Is it safe for children to receive an influenza vaccine that contains thimerosal?
Yes. There is no convincing evidence of harm caused by the small
doses of thimerosal preservative in influenza vaccines, except for minor
effects like swelling and redness at the injection site.
Recent research suggests that healthy children under the age of 2 are
more likely than older children and as likely as people over the age of
65 to be hospitalized with flu complications. Therefore, vaccination
with thimerosal-preservative containing influenza vaccine and
thimerosal-reduced influenza vaccine is encouraged when feasible in
children, including those that are 6-23 months of age.
Is it safe for pregnant women to receive an influenza vaccine that contains thimerosal?
Yes. A study of influenza vaccination examining over 2,000 pregnant
women demonstrated no adverse fetal effects associated with influenza
vaccine. Case reports and limited studies indicate that pregnancy can
increase the risk for serious medical complications of influenza. One
study found that out of every 10,000 women in their third trimester of
pregnancy during an average flu season, 25 will be hospitalized for flu
related complications.
Additionally, influenza-associated excess deaths among pregnant women
have been documented during influenza pandemics. Because pregnant women
are at increased risk for influenza-related complications and because a
substantial safety margin has been incorporated into the health
guidance values for organic mercury exposure, the benefits of
thimerosal–reduced influenza vaccine or thimerosal-preservative
containing influenza vaccine outweighs the theoretical risk, if any, of
thimerosal.
You have said that thimerosal is no longer
used as a preservative in vaccines routinely recommended for children 6
years or less of age, with the exception of influenza vaccine. What is
being done about the thimerosal content of other vaccines and other
biological products given to infants, children, and pregnant women?

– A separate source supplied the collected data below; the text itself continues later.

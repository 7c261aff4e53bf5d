//! Truthy-overwrite merge rules for document updates.
//!
//! An incoming value replaces the stored one only when it is truthy: empty
//! strings, `0` and `false` count as absent. Callers rely on this to send whole
//! forms with blank fields, so a checkbox or counter can never be reset through
//! an update.

use chrono::{DateTime, Utc};

use crate::documents::ids::IdSequence;
use crate::documents::payload::{
    DocumentPatch, EducationPatch, ExperiencePatch, PersonalInfoPatch, SkillPatch,
};
use crate::models::document::{Document, DocumentStatus};
use crate::models::sections::{Education, Experience, PersonalInfo, SectionRecord, Skill};

pub trait Truthy {
    fn is_truthy(&self) -> bool;
}

impl Truthy for String {
    fn is_truthy(&self) -> bool {
        !self.is_empty()
    }
}

impl Truthy for i32 {
    fn is_truthy(&self) -> bool {
        *self != 0
    }
}

impl Truthy for i64 {
    fn is_truthy(&self) -> bool {
        *self != 0
    }
}

impl Truthy for bool {
    fn is_truthy(&self) -> bool {
        *self
    }
}

impl Truthy for DocumentStatus {
    fn is_truthy(&self) -> bool {
        true
    }
}

/// Overwrites `slot` when `incoming` is truthy.
pub fn merge_field<T: Truthy>(slot: &mut T, incoming: Option<T>) {
    if let Some(value) = incoming.filter(Truthy::is_truthy) {
        *slot = value;
    }
}

pub fn merge_optional<T: Truthy>(slot: &mut Option<T>, incoming: Option<T>) {
    if let Some(value) = incoming.filter(Truthy::is_truthy) {
        *slot = Some(value);
    }
}

/// Applies the scalar part of a patch and stamps `updated_at`.
/// `updated_at` never moves backwards even if the clock does.
pub fn apply_document_patch(doc: &mut Document, patch: &DocumentPatch, now: DateTime<Utc>) {
    merge_field(&mut doc.title, patch.title.clone());
    merge_optional(&mut doc.summary, patch.summary.clone());
    merge_optional(&mut doc.thumbnail, patch.thumbnail.clone());
    merge_field(&mut doc.theme_color, patch.theme_color.clone());
    merge_field(&mut doc.status, patch.status);
    merge_field(&mut doc.current_position, patch.current_position);
    touch(doc, now);
}

pub fn touch(doc: &mut Document, now: DateTime<Utc>) {
    doc.updated_at = doc.updated_at.max(now);
}

/// A partial section record as sent by the client.
pub trait SectionPatch {
    type Record: SectionRecord;

    /// The record this patch targets, if any. `0` counts as no id.
    fn target_id(&self) -> Option<i64>;

    fn apply(self, record: &mut Self::Record);
}

impl SectionPatch for PersonalInfoPatch {
    type Record = PersonalInfo;

    fn target_id(&self) -> Option<i64> {
        None
    }

    fn apply(self, record: &mut PersonalInfo) {
        merge_optional(&mut record.first_name, self.first_name);
        merge_optional(&mut record.last_name, self.last_name);
        merge_optional(&mut record.job_title, self.job_title);
        merge_optional(&mut record.address, self.address);
        merge_optional(&mut record.phone, self.phone);
        merge_optional(&mut record.email, self.email);
    }
}

impl SectionPatch for ExperiencePatch {
    type Record = Experience;

    fn target_id(&self) -> Option<i64> {
        self.id.filter(Truthy::is_truthy)
    }

    fn apply(self, record: &mut Experience) {
        merge_optional(&mut record.title, self.title);
        merge_optional(&mut record.company_name, self.company_name);
        merge_optional(&mut record.city, self.city);
        merge_optional(&mut record.state, self.state);
        merge_field(&mut record.currently_working, self.currently_working);
        merge_optional(&mut record.work_summary, self.work_summary);
        merge_optional(&mut record.start_date, self.start_date);
        merge_optional(&mut record.end_date, self.end_date);
    }
}

impl SectionPatch for EducationPatch {
    type Record = Education;

    fn target_id(&self) -> Option<i64> {
        self.id.filter(Truthy::is_truthy)
    }

    fn apply(self, record: &mut Education) {
        merge_optional(&mut record.university_name, self.university_name);
        merge_optional(&mut record.degree, self.degree);
        merge_optional(&mut record.major, self.major);
        merge_optional(&mut record.description, self.description);
        merge_optional(&mut record.start_date, self.start_date);
        merge_optional(&mut record.end_date, self.end_date);
    }
}

impl SectionPatch for SkillPatch {
    type Record = Skill;

    fn target_id(&self) -> Option<i64> {
        self.id.filter(Truthy::is_truthy)
    }

    fn apply(self, record: &mut Skill) {
        merge_optional(&mut record.name, self.name);
        merge_field(&mut record.rating, self.rating);
    }
}

/// Shallow-merges into the document's existing record, or creates one.
pub fn upsert_personal_info(
    existing: Option<&PersonalInfo>,
    doc_id: i64,
    patch: PersonalInfoPatch,
    ids: &IdSequence,
) -> PersonalInfo {
    let mut record = match existing {
        Some(current) => current.clone(),
        None => PersonalInfo::blank(ids.next_id(), doc_id),
    };
    patch.apply(&mut record);
    record
}

#[derive(Debug, Clone, PartialEq)]
pub struct SectionMerge<R> {
    /// Records to write back, in the order the patches touched them.
    pub upserts: Vec<R>,
    /// Ids that named no record of this document.
    pub dropped: Vec<i64>,
}

/// Resolves a list of section patches against the document's current records.
///
/// A patch with an id merges into the record with that id and `doc_id`; when
/// there is none the patch is dropped without error. A patch without an id
/// becomes a new record.
pub fn merge_section<P: SectionPatch>(
    existing: &[P::Record],
    doc_id: i64,
    patches: Vec<P>,
    ids: &IdSequence,
) -> SectionMerge<P::Record> {
    let mut upserts: Vec<P::Record> = Vec::new();
    let mut dropped = Vec::new();

    for patch in patches {
        match patch.target_id() {
            Some(id) => {
                if let Some(pos) = upserts.iter().position(|r| r.id() == id) {
                    patch.apply(&mut upserts[pos]);
                } else if let Some(current) = existing
                    .iter()
                    .find(|r| r.id() == id && r.doc_id() == doc_id)
                {
                    let mut record = current.clone();
                    patch.apply(&mut record);
                    upserts.push(record);
                } else {
                    dropped.push(id);
                }
            }
            None => {
                let mut record = P::Record::blank(ids.next_id(), doc_id);
                patch.apply(&mut record);
                upserts.push(record);
            }
        }
    }

    SectionMerge { upserts, dropped }
}
//! Request and response bodies for the document routes.

use serde::{Deserialize, Serialize};

use crate::errors::AppError;
use crate::models::document::DocumentStatus;

/// Shape checks that run before a handler touches the service.
pub trait Validate {
    fn validate(&self) -> Result<(), AppError>;
}

const MAX_TITLE_LEN: usize = 200;

// ────────────────────────────────────────────────────────────────────────────
// Requests
// ────────────────────────────────────────────────────────────────────────────

#[derive(Debug, Clone, Deserialize)]
pub struct CreateDocumentRequest {
    pub title: String,
}

impl Validate for CreateDocumentRequest {
    fn validate(&self) -> Result<(), AppError> {
        let title = self.title.trim();
        if title.is_empty() {
            return Err(AppError::Validation("title cannot be empty".to_string()));
        }
        if title.chars().count() > MAX_TITLE_LEN {
            return Err(AppError::Validation(format!(
                "title must be at most {MAX_TITLE_LEN} characters"
            )));
        }
        Ok(())
    }
}

/// Partial document sent by the builder. Absent and falsy values both leave
/// the stored value alone.
#[derive(Debug, Clone, Default, Deserialize)]
#[serde(rename_all = "camelCase")]
pub struct DocumentPatch {
    pub title: Option<String>,
    pub summary: Option<String>,
    pub thumbnail: Option<String>,
    pub theme_color: Option<String>,
    pub status: Option<DocumentStatus>,
    pub current_position: Option<i32>,
    pub personal_info: Option<PersonalInfoPatch>,
    pub experience: Option<Vec<ExperiencePatch>>,
    pub education: Option<Vec<EducationPatch>>,
    #[serde(alias = "skillsInfo")]
    pub skills: Option<Vec<SkillPatch>>,
}

impl Validate for DocumentPatch {
    fn validate(&self) -> Result<(), AppError> {
        if let Some(title) = &self.title {
            if title.chars().count() > MAX_TITLE_LEN {
                return Err(AppError::Validation(format!(
                    "title must be at most {MAX_TITLE_LEN} characters"
                )));
            }
        }
        if self.current_position.is_some_and(|p| p < 0) {
            return Err(AppError::Validation(
                "currentPosition cannot be negative".to_string(),
            ));
        }
        if let Some(skills) = &self.skills {
            if skills.iter().any(|s| s.rating.is_some_and(|r| !(0..=5).contains(&r))) {
                return Err(AppError::Validation(
                    "skill rating must be between 0 and 5".to_string(),
                ));
            }
        }
        Ok(())
    }
}

#[derive(Debug, Clone, Default, Deserialize)]
#[serde(rename_all = "camelCase")]
pub struct PersonalInfoPatch {
    pub first_name: Option<String>,
    pub last_name: Option<String>,
    pub job_title: Option<String>,
    pub address: Option<String>,
    pub phone: Option<String>,
    pub email: Option<String>,
}

#[derive(Debug, Clone, Default, Deserialize)]
#[serde(rename_all = "camelCase")]
pub struct ExperiencePatch {
    pub id: Option<i64>,
    pub title: Option<String>,
    pub company_name: Option<String>,
    pub city: Option<String>,
    pub state: Option<String>,
    pub currently_working: Option<bool>,
    pub work_summary: Option<String>,
    pub start_date: Option<String>,
    pub end_date: Option<String>,
}

#[derive(Debug, Clone, Default, Deserialize)]
#[serde(rename_all = "camelCase")]
pub struct EducationPatch {
    pub id: Option<i64>,
    pub university_name: Option<String>,
    pub degree: Option<String>,
    pub major: Option<String>,
    pub description: Option<String>,
    pub start_date: Option<String>,
    pub end_date: Option<String>,
}

#[derive(Debug, Clone, Default, Deserialize)]
#[serde(rename_all = "camelCase")]
pub struct SkillPatch {
    pub id: Option<i64>,
    pub name: Option<String>,
    pub rating: Option<i32>,
}

#[derive(Debug, Clone, Deserialize)]
#[serde(rename_all = "camelCase")]
pub struct RestoreRequest {
    pub document_id: String,
    /// Caller's assertion of the current status; must be "archived".
    pub status: String,
}

impl Validate for RestoreRequest {
    fn validate(&self) -> Result<(), AppError> {
        if self.document_id.trim().is_empty() {
            return Err(AppError::Validation(
                "documentId cannot be empty".to_string(),
            ));
        }
        if self.status.trim().is_empty() {
            return Err(AppError::Validation("status cannot be empty".to_string()));
        }
        Ok(())
    }
}

// ────────────────────────────────────────────────────────────────────────────
// Responses
// ────────────────────────────────────────────────────────────────────────────

/// Success envelope shared by every document route.
#[derive(Debug, Serialize)]
pub struct ApiResponse<T> {
    pub success: bool,
    #[serde(skip_serializing_if = "Option::is_none")]
    pub message: Option<String>,
    #[serde(skip_serializing_if = "Option::is_none")]
    pub data: Option<T>,
}

impl<T> ApiResponse<T> {
    pub fn data(data: T) -> Self {
        ApiResponse {
            success: true,
            message: None,
            data: Some(data),
        }
    }

    pub fn with_message(message: impl Into<String>, data: T) -> Self {
        ApiResponse {
            success: true,
            message: Some(message.into()),
            data: Some(data),
        }
    }
}

impl ApiResponse<()> {
    pub fn message(message: impl Into<String>) -> Self {
        ApiResponse {
            success: true,
            message: Some(message.into()),
            data: None,
        }
    }
}
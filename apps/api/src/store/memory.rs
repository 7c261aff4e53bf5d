use async_trait::async_trait;
use tokio::sync::RwLock;
use tracing::debug;

use crate::models::document::Document;
use crate::models::sections::{
    DocumentSections, Education, Experience, PersonalInfo, SectionRecord, Skill,
};
use crate::store::{ChangeSet, DocumentLookup, DocumentStore, ListScope, StoreError};

#[derive(Debug, Default)]
struct Collections {
    documents: Vec<Document>,
    personal_info: Vec<PersonalInfo>,
    experience: Vec<Experience>,
    education: Vec<Education>,
    skills: Vec<Skill>,
}

/// Process-local store holding the five collections as plain vectors.
/// Each instance is isolated, so tests build their own.
#[derive(Debug, Default)]
pub struct MemoryStore {
    collections: RwLock<Collections>,
}

impl MemoryStore {
    pub fn new() -> Self {
        Self::default()
    }
}

fn for_doc<R: SectionRecord>(rows: &[R], doc_id: i64) -> Vec<R> {
    rows.iter().filter(|r| r.doc_id() == doc_id).cloned().collect()
}

/// Replaces rows by id. A row whose id is already taken by another document
/// is left alone, matching the `doc_id` guard on the PostgreSQL upserts.
fn upsert<R: SectionRecord>(rows: &mut Vec<R>, incoming: &[R]) {
    for record in incoming {
        match rows.iter_mut().find(|r| r.id() == record.id()) {
            Some(existing) if existing.doc_id() == record.doc_id() => *existing = record.clone(),
            Some(existing) => debug!(
                "Skipping section row {}: id belongs to document {}, not {}",
                record.id(),
                existing.doc_id(),
                record.doc_id()
            ),
            None => rows.push(record.clone()),
        }
    }
}

#[async_trait]
impl DocumentStore for MemoryStore {
    async fn insert_document(&self, document: &Document) -> Result<(), StoreError> {
        let mut collections = self.collections.write().await;
        collections.documents.push(document.clone());
        debug!(
            "documents collection now holds {} records",
            collections.documents.len()
        );
        Ok(())
    }

    async fn find_document(
        &self,
        lookup: DocumentLookup<'_>,
    ) -> Result<Option<Document>, StoreError> {
        let collections = self.collections.read().await;
        Ok(collections
            .documents
            .iter()
            .find(|d| lookup.matches(d))
            .cloned())
    }

    async fn list_documents(
        &self,
        user_id: &str,
        scope: ListScope,
    ) -> Result<Vec<Document>, StoreError> {
        let collections = self.collections.read().await;
        Ok(collections
            .documents
            .iter()
            .filter(|d| d.user_id == user_id && scope.includes(d))
            .cloned()
            .collect())
    }

    async fn load_sections(&self, doc_id: i64) -> Result<DocumentSections, StoreError> {
        let collections = self.collections.read().await;
        Ok(DocumentSections {
            personal_info: collections
                .personal_info
                .iter()
                .find(|p| p.doc_id == doc_id)
                .cloned(),
            experience: for_doc(&collections.experience, doc_id),
            education: for_doc(&collections.education, doc_id),
            skills: for_doc(&collections.skills, doc_id),
        })
    }

    async fn apply(&self, changes: &ChangeSet) -> Result<(), StoreError> {
        let mut collections = self.collections.write().await;

        // Validate before mutating anything so a miss leaves every collection untouched.
        let slot = collections
            .documents
            .iter()
            .position(|d| d.id == changes.document.id)
            .ok_or(StoreError::DocumentMissing(changes.document.id))?;
        collections.documents[slot] = changes.document.clone();

        if let Some(info) = &changes.personal_info {
            upsert(&mut collections.personal_info, std::slice::from_ref(info));
        }
        upsert(&mut collections.experience, &changes.experience);
        upsert(&mut collections.education, &changes.education);
        upsert(&mut collections.skills, &changes.skills);

        Ok(())
    }
}

#[cfg(test)]
mod tests {
    use chrono::Utc;

    use super::*;
    use crate::models::document::{DocumentStatus, DEFAULT_THEME_COLOR};

    fn make_doc(id: i64, document_id: &str, user_id: &str, status: DocumentStatus) -> Document {
        let now = Utc::now();
        Document {
            id,
            document_id: document_id.to_string(),
            user_id: user_id.to_string(),
            title: "Resume".to_string(),
            summary: None,
            thumbnail: None,
            theme_color: DEFAULT_THEME_COLOR.to_string(),
            status,
            current_position: 1,
            author_name: String::new(),
            author_email: String::new(),
            created_at: now,
            updated_at: now,
        }
    }

    #[tokio::test]
    async fn test_lookup_respects_owner_and_status() {
        let store = MemoryStore::new();
        store
            .insert_document(&make_doc(1, "a", "alice", DocumentStatus::Public))
            .await
            .unwrap();

        let owned = store
            .find_document(DocumentLookup::owned("a", "alice"))
            .await
            .unwrap();
        assert!(owned.is_some());

        let other_owner = store
            .find_document(DocumentLookup::owned("a", "bob"))
            .await
            .unwrap();
        assert!(other_owner.is_none());

        let lookup = DocumentLookup::owned("a", "alice").with_status(DocumentStatus::Archived);
        let archived = store.find_document(lookup).await.unwrap();
        assert!(archived.is_none());

        let public = store.find_document(DocumentLookup::public("a")).await.unwrap();
        assert!(public.is_some());
    }

    #[tokio::test]
    async fn test_list_scopes_filter_by_owner() {
        let store = MemoryStore::new();
        store
            .insert_document(&make_doc(1, "a", "alice", DocumentStatus::Private))
            .await
            .unwrap();
        store
            .insert_document(&make_doc(2, "b", "alice", DocumentStatus::Archived))
            .await
            .unwrap();
        store
            .insert_document(&make_doc(3, "c", "bob", DocumentStatus::Private))
            .await
            .unwrap();

        let active = store.list_documents("alice", ListScope::Active).await.unwrap();
        assert_eq!(active.len(), 1);
        assert_eq!(active[0].document_id, "a");

        let archived = store
            .list_documents("alice", ListScope::Archived)
            .await
            .unwrap();
        assert_eq!(archived.len(), 1);
        assert_eq!(archived[0].document_id, "b");
    }

    #[tokio::test]
    async fn test_apply_upserts_sections_by_id() {
        let store = MemoryStore::new();
        let doc = make_doc(1, "a", "alice", DocumentStatus::Private);
        store.insert_document(&doc).await.unwrap();

        let mut skill = Skill::blank(10, 1);
        skill.name = Some("Rust".to_string());
        let mut changes = ChangeSet::document_only(doc.clone());
        changes.skills.push(skill.clone());
        store.apply(&changes).await.unwrap();

        skill.rating = 4;
        let mut changes = ChangeSet::document_only(doc);
        changes.skills.push(skill);
        store.apply(&changes).await.unwrap();

        let sections = store.load_sections(1).await.unwrap();
        assert_eq!(sections.skills.len(), 1);
        assert_eq!(sections.skills[0].rating, 4);
    }

    #[tokio::test]
    async fn test_apply_never_overwrites_another_documents_row() {
        let store = MemoryStore::new();
        let first = make_doc(1, "a", "alice", DocumentStatus::Private);
        let second = make_doc(2, "b", "alice", DocumentStatus::Private);
        store.insert_document(&first).await.unwrap();
        store.insert_document(&second).await.unwrap();

        let mut original = Experience::blank(50, 1);
        original.company_name = Some("Acme".to_string());
        let mut changes = ChangeSet::document_only(first);
        changes.experience.push(original.clone());
        store.apply(&changes).await.unwrap();

        // Same id, different document: the first document's row must survive.
        let mut colliding = Experience::blank(50, 2);
        colliding.company_name = Some("Globex".to_string());
        let mut changes = ChangeSet::document_only(second);
        changes.experience.push(colliding);
        store.apply(&changes).await.unwrap();

        assert_eq!(store.load_sections(1).await.unwrap().experience, vec![original]);
        assert!(store.load_sections(2).await.unwrap().experience.is_empty());
    }

    #[tokio::test]
    async fn test_apply_unknown_document_changes_nothing() {
        let store = MemoryStore::new();
        let mut changes =
            ChangeSet::document_only(make_doc(99, "ghost", "alice", DocumentStatus::Private));
        changes.experience.push(Experience::blank(5, 99));

        let err = store.apply(&changes).await.unwrap_err();
        assert!(matches!(err, StoreError::DocumentMissing(99)));
        assert!(store.load_sections(99).await.unwrap().experience.is_empty());
    }
}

FDA is continuing its efforts to reduce the exposure of infants,
children, and pregnant women to mercury from vaccines. FDA is in
discussions with manufacturers of influenza vaccine regarding their
capacity to further increase the supply of preservative-free
formulations. Of note, all hepatitis B vaccines for the U.S., including
for adults, are now available only as thimerosal-free or
thimerosal-reduced containing formulations.
Tetanus and Diphtheria toxoids (Td) which is indicated for children 7
years of age or older and adults, is now also available in
thimerosal-free formulations. In addition, all vaccines licensed since
1999 with the exception of inactivated influenza vaccine have not
contained thimerosal as a preservative. Also, all immune globulin
preparations including hepatitis B immune globulin, and Rho(D) immune
globulin preparations are manufactured without thimerosal.